#### Provided information

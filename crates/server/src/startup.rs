use std::net::SocketAddr;

use axum::http::StatusCode;
use axum::Router;
use dotenvy::dotenv;
use migration::MigratorTrait;
use tower_http::cors::CorsLayer;
use tracing::{info, warn};

use common::admin_http::spawn_admin_server;
use configs::AppConfig;

use crate::errors::StartupError;
use crate::routes::{self, ServerState};

fn build_cors() -> CorsLayer {
    CorsLayer::very_permissive()
}

fn metrics_response() -> (StatusCode, String) {
    match service::metrics::encode_metrics() {
        Ok(body) => (StatusCode::OK, body),
        Err(e) => (StatusCode::INTERNAL_SERVER_ERROR, e),
    }
}

async fn shutdown_signal() {
    if let Err(e) = tokio::signal::ctrl_c().await {
        warn!(error = %e, "cannot listen for ctrl-c");
        std::future::pending::<()>().await;
    }
    info!(event = "shutdown_signal", "received Ctrl+C, draining connections");
}

/// Build the app from configuration: connect, migrate if asked, wire the router.
pub async fn build_app(cfg: &AppConfig) -> Result<Router, StartupError> {
    let db = models::db::connect_with_config(&cfg.database)
        .await
        .map_err(|e| StartupError::Database(e.to_string()))?;
    if cfg.database.auto_migrate {
        migration::Migrator::up(&db, None)
            .await
            .map_err(|e| StartupError::Database(format!("migrate: {e}")))?;
        info!(event = "migrated", "schema up to date");
    }
    Ok(routes::build_router(build_cors(), ServerState { db }))
}

/// Public entry: build the app and run the HTTP server until Ctrl+C.
pub async fn run() -> anyhow::Result<()> {
    dotenv().ok();

    let cfg = AppConfig::load_or_env().map_err(|e| StartupError::InvalidConfig(e.to_string()))?;
    let app = build_app(&cfg).await?;

    if let Some(addr) = cfg.admin.addr.as_deref() {
        // 管理端口独立线程运行，不阻塞主服务
        let _handle = spawn_admin_server(addr, metrics_response);
    }

    let addr: SocketAddr = format!("{}:{}", cfg.server.host, cfg.server.port).parse()?;
    let listener = tokio::net::TcpListener::bind(addr).await?;
    info!(%addr, "catalog server listening");
    axum::serve(listener, app).with_graceful_shutdown(shutdown_signal()).await?;
    info!(event = "stopped", "server stopped");
    Ok(())
}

########

Only these lines should appear in the reply: the one containing "let app = build_app(&cfg).await?;", the last line of the data, and all lines between them, each copied exactly.

    let app = build_app(&cfg).await?;

    if let Some(addr) = cfg.admin.addr.as_deref() {
        // 管理端口独立线程运行，不阻塞主服务
        let _handle = spawn_admin_server(addr, metrics_response);
    }

    let addr: SocketAddr = format!("{}:{}", cfg.server.host, cfg.server.port).parse()?;
    let listener = tokio::net::TcpListener::bind(addr).await?;
    info!(%addr, "catalog server listening");
    axum::serve(listener, app).with_graceful_shutdown(shutdown_signal()).await?;
    info!(event = "stopped", "server stopped");
    Ok(())
}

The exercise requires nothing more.